Safety and security is another area in which government must learn to let go of its tight national grip and start devolving power to the provinces and metros. Let those who are closest to the issues on the ground be responsible for the safety of the communities there, in line with international best practice.
And finally, government must accept that the best role it can play in creating jobs is that of a facilitator. Beyond creating an enabling environment, it should get out of the way and let businesses do most of the heavy lifting.
Government must learn to be a true supportive partner to the private sector. This means reforming and liberalising our labour legislation, and it can start by exempting small and medium businesses from all labour legislation other than the Basic Conditions of Employment Act.
These are just some of the ways in which we can start to turn the country around. And I know the President has people on his executive who have been telling him the exact same thing.
If he’d had the courage to act on a good idea when his Finance Minister presented it to him, we would’ve already taken the first steps towards our recovery.

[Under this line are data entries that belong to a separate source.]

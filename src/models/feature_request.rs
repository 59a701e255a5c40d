//! Feature request model and callable payloads.

use serde::{Deserialize, Serialize};

/// Longest request text accepted, counted in UTF-16 code units as browsers do.
pub const MAX_REQUEST_TEXT_CHARS: usize = 30;

/// A submitted feature request with its vote counter.
#[derive(Debug, Clone, Serialize, Deserialize, PartialEq, Eq)]
#[serde(rename_all = "camelCase")]
pub struct FeatureRequest {
    pub id: String,
    pub text: String,
    pub upvotes: i64,
    pub created_at: String,
}

/// Payload of the `addRequest` callable.
#[derive(Debug, Clone, Serialize, Deserialize)]
pub struct AddRequestData {
    pub text: String,
}

/// Result of the `addRequest` callable.
#[derive(Debug, Clone, Serialize, Deserialize)]
pub struct AddRequestResult {
    pub id: String,
}

/// Payload of the `sayHello` callable.
#[derive(Debug, Clone, Serialize, Deserialize)]
pub struct SayHelloData {
    pub name: String,
}

/// Payload of the `upvote` callable.
#[derive(Debug, Clone, Serialize, Deserialize)]
pub struct UpvoteData {
    pub id: String,
}
//! Notifications for the presentation layer

use crate::call::IncomingCall;
use crate::channels::Message;
use crate::error::ErrorKind;
use crate::event::PeerId;
use crate::media::StreamInfo;
use crate::signaling::LocalIdentity;
use tokio::sync::mpsc;
use tracing::trace;

/// Session state as seen by the presentation layer
#[derive(Debug, Clone, PartialEq, Eq)]
pub enum SessionState {
    /// Identity assigned, ready to start or accept a session
    Ready,
    /// Outgoing call placed, waiting for the remote stream
    Ringing,
    /// Remote stream attached
    Active,
    /// Call ended
    Closed,
    /// Call ended because of an asynchronous failure
    Error {
        /// Failure classification
        kind: ErrorKind,
        /// Human readable detail
        message: String,
    },
}

/// Something the presentation layer should render
#[derive(Debug, Clone)]
pub enum Notification {
    /// The rendezvous identity is available
    IdentityReady(LocalIdentity),
    /// A message was appended to the log
    MessageAppended(Message),
    /// Local capture attached for preview
    LocalStreamReady(StreamInfo),
    /// Remote stream attached for playback
    RemoteStreamReady(StreamInfo),
    /// A call offer waits for `confirm_incoming_call`
    IncomingCall(IncomingCall),
    /// A call offer was closed without asking because a session is busy
    IncomingCallDeclined(IncomingCall),
    /// The data channel can carry messages
    ChannelOpened {
        /// Peer on the other end
        remote: PeerId,
    },
    /// The data channel is gone
    ChannelClosed {
        /// Peer on the other end
        remote: PeerId,
    },
    /// Session state transition
    SessionState(SessionState),
}

/// Sending side of the presentation notification stream
#[derive(Debug, Clone)]
pub(crate) struct Notifier {
    tx: mpsc::UnboundedSender<Notification>,
}

impl Notifier {
    pub(crate) fn channel() -> (Self, mpsc::UnboundedReceiver<Notification>) {
        let (tx, rx) = mpsc::unbounded_channel();
        (Self { tx }, rx)
    }

    pub(crate) fn notify(&self, notification: Notification) {
        if self.tx.send(notification).is_err() {
            trace!("Presentation receiver dropped, notification discarded");
        }
    }

    pub(crate) fn state(&self, state: SessionState) {
        self.notify(Notification::SessionState(state));
    }

    pub(crate) fn error(&self, kind: ErrorKind, message: impl Into<String>) {
        self.state(SessionState::Error {
            kind,
            message: message.into(),
        });
    }
}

We have to let go of the ideas of the past and embrace the ideas of the future. And that means recognising the goals and the values that we might share across the aisle, rather than the old battle lines that have always divided us.

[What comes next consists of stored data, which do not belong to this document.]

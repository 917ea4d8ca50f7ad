//! Session orchestration
//!
//! [`Orchestrator`] owns the identity, the data channel and the media call and
//! applies user intents and inbound events one at a time. [`OrchestratorHandle`]
//! drives a spawned orchestrator from other tasks.

mod handle;
mod orchestrator;

pub use handle::{OrchestratorHandle, Snapshot};
pub use orchestrator::{Orchestrator, Session};
//! In-process rendezvous hub
//!
//! Implements [`SignalingTransport`] for peers living in the same process:
//! identities are assigned on registration, connection and call offers are
//! relayed to the addressed peer and answered calls receive a mirrored remote
//! stream. Used by the demo CLI and end-to-end tests.

use super::SignalingTransport;
use crate::event::{
    CallId, ChannelId, DataChannelEvent, EventSink, MediaCallEvent, PeerId, TransportEvent,
};
use crate::media::{MediaConstraints, MediaStream};
use crate::{Error, Result};
use async_trait::async_trait;
use bytes::Bytes;
use parking_lot::Mutex;
use std::collections::HashMap;
use std::sync::Arc;
use tracing::{debug, info};

/// Shared registry of in-process peers
#[derive(Clone, Default)]
pub struct MemoryHub {
    inner: Arc<Mutex<HubState>>,
}

#[derive(Default)]
struct HubState {
    peers: HashMap<PeerId, EventSink>,
    channels: HashMap<ChannelId, Link>,
    calls: HashMap<CallId, CallLink>,
}

struct Link {
    initiator: PeerId,
    acceptor: PeerId,
}

impl Link {
    fn other(&self, me: &str) -> &PeerId {
        if self.initiator == me {
            &self.acceptor
        } else {
            &self.initiator
        }
    }
}

struct CallLink {
    link: Link,
    offered: MediaConstraints,
}

impl HubState {
    fn sink(&self, peer: &str) -> Result<EventSink> {
        self.peers
            .get(peer)
            .filter(|sink| !sink.is_closed())
            .cloned()
            .ok_or_else(|| Error::Signaling(format!("peer {} is unavailable", peer)))
    }
}

impl MemoryHub {
    /// Create an empty hub
    pub fn new() -> Self {
        Self::default()
    }

    /// Create an endpoint that registers with this hub
    pub fn endpoint(&self) -> MemoryTransport {
        MemoryTransport {
            hub: self.clone(),
            local: Mutex::new(None),
        }
    }

    /// Number of registered peers
    pub fn peer_count(&self) -> usize {
        self.inner.lock().peers.len()
    }

    /// Number of data channels not yet closed
    pub fn channel_count(&self) -> usize {
        self.inner.lock().channels.len()
    }

    /// Number of calls not yet closed
    pub fn call_count(&self) -> usize {
        self.inner.lock().calls.len()
    }
}

/// One peer's connection to a [`MemoryHub`]
pub struct MemoryTransport {
    hub: MemoryHub,
    local: Mutex<Option<PeerId>>,
}

impl MemoryTransport {
    /// Identity assigned to this endpoint, once registered
    pub fn local_id(&self) -> Option<PeerId> {
        self.local.lock().clone()
    }

    fn require_local(&self) -> Result<PeerId> {
        self.local_id()
            .ok_or_else(|| Error::Signaling("endpoint is not registered".to_string()))
    }
}

#[async_trait]
impl SignalingTransport for MemoryTransport {
    async fn register(&self, preferred: Option<&str>, events: EventSink) -> Result<()> {
        let id = {
            let mut state = self.hub.inner.lock();
            let id = preferred
                .map(str::to_string)
                .unwrap_or_else(|| uuid::Uuid::new_v4().to_string());

            if state.peers.get(&id).is_some_and(|sink| !sink.is_closed()) {
                return Err(Error::Signaling(format!("peer id {} is already taken", id)));
            }

            state.peers.insert(id.clone(), events.clone());
            id
        };

        info!("Memory hub registered peer {}", id);
        *self.local.lock() = Some(id.clone());
        events.emit(TransportEvent::Open(id));

        Ok(())
    }

    async fn connect(&self, remote: &str) -> Result<ChannelId> {
        let local = self.require_local()?;
        let channel = uuid::Uuid::new_v4().to_string();

        let (local_sink, remote_sink) = {
            let mut state = self.hub.inner.lock();
            let remote_sink = state.sink(remote)?;
            let local_sink = state.sink(&local)?;
            state.channels.insert(
                channel.clone(),
                Link {
                    initiator: local.clone(),
                    acceptor: remote.to_string(),
                },
            );
            (local_sink, remote_sink)
        };

        debug!("Memory hub channel {}: {} -> {}", channel, local, remote);

        remote_sink.emit(TransportEvent::Connection {
            channel: channel.clone(),
            remote: local,
        });
        remote_sink.emit(TransportEvent::Channel {
            channel: channel.clone(),
            event: DataChannelEvent::Opened,
        });
        local_sink.emit(TransportEvent::Channel {
            channel: channel.clone(),
            event: DataChannelEvent::Opened,
        });

        Ok(channel)
    }

    async fn send(&self, channel: &str, payload: &str) -> Result<()> {
        let local = self.require_local()?;

        let sink = {
            let state = self.hub.inner.lock();
            let link = state
                .channels
                .get(channel)
                .ok_or_else(|| Error::Signaling(format!("channel {} is closed", channel)))?;
            state.sink(link.other(&local))?
        };

        sink.emit(TransportEvent::Channel {
            channel: channel.to_string(),
            event: DataChannelEvent::PayloadReceived(Bytes::copy_from_slice(payload.as_bytes())),
        });

        Ok(())
    }

    async fn close_channel(&self, channel: &str) -> Result<()> {
        let local = self.require_local()?;

        let sink = {
            let mut state = self.hub.inner.lock();
            match state.channels.remove(channel) {
                Some(link) => state.sink(link.other(&local)).ok(),
                None => None,
            }
        };

        if let Some(sink) = sink {
            debug!("Memory hub closed channel {}", channel);
            sink.emit(TransportEvent::Channel {
                channel: channel.to_string(),
                event: DataChannelEvent::Closed,
            });
        }

        Ok(())
    }

    async fn call(&self, remote: &str, local_stream: &MediaStream) -> Result<CallId> {
        let local = self.require_local()?;
        let call = uuid::Uuid::new_v4().to_string();

        let sink = {
            let mut state = self.hub.inner.lock();
            let sink = state.sink(remote)?;
            state.calls.insert(
                call.clone(),
                CallLink {
                    link: Link {
                        initiator: local.clone(),
                        acceptor: remote.to_string(),
                    },
                    offered: local_stream.constraints(),
                },
            );
            sink
        };

        debug!("Memory hub call {}: {} -> {}", call, local, remote);

        sink.emit(TransportEvent::Media {
            call: call.clone(),
            event: MediaCallEvent::IncomingOffer { remote: local },
        });

        Ok(call)
    }

    async fn answer(&self, call: &str, local_stream: &MediaStream) -> Result<()> {
        let local = self.require_local()?;

        let (caller_sink, callee_sink, offered) = {
            let state = self.hub.inner.lock();
            let link = state
                .calls
                .get(call)
                .ok_or_else(|| Error::Signaling(format!("call {} is closed", call)))?;
            (
                state.sink(link.link.other(&local))?,
                state.sink(&local)?,
                link.offered,
            )
        };

        caller_sink.emit(TransportEvent::Media {
            call: call.to_string(),
            event: MediaCallEvent::RemoteStreamReady(MediaStream::new(
                local_stream.constraints(),
            )),
        });
        callee_sink.emit(TransportEvent::Media {
            call: call.to_string(),
            event: MediaCallEvent::RemoteStreamReady(MediaStream::new(offered)),
        });

        Ok(())
    }

    async fn close_call(&self, call: &str) -> Result<()> {
        let local = self.require_local()?;

        let sink = {
            let mut state = self.hub.inner.lock();
            match state.calls.remove(call) {
                Some(link) => state.sink(link.link.other(&local)).ok(),
                None => None,
            }
        };

        if let Some(sink) = sink {
            debug!("Memory hub closed call {}", call);
            sink.emit(TransportEvent::Media {
                call: call.to_string(),
                event: MediaCallEvent::Closed,
            });
        }

        Ok(())
    }
}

If we do so, we will find that we have far more in common than we perhaps thought we did.
What we refer to as the DA’s vision for South Africa – that of an open opportunity society for all – is in fact a vision that many people outside of the DA share. Once you start unpacking this vision and describing to people what it looks like in real terms, you find that it resonates far and wide.
This vision speaks of a society where one set of rules binds everyone equally – where a connected elite doesn’t get to play by its own rules.
It speaks of a society in which equal opportunity is more important than equal outcome. A society where individuals are so much more than mere representatives of their race or culture or gender.
A society where every person has the freedom to pursue their own dreams and create for themselves a life of meaning and value.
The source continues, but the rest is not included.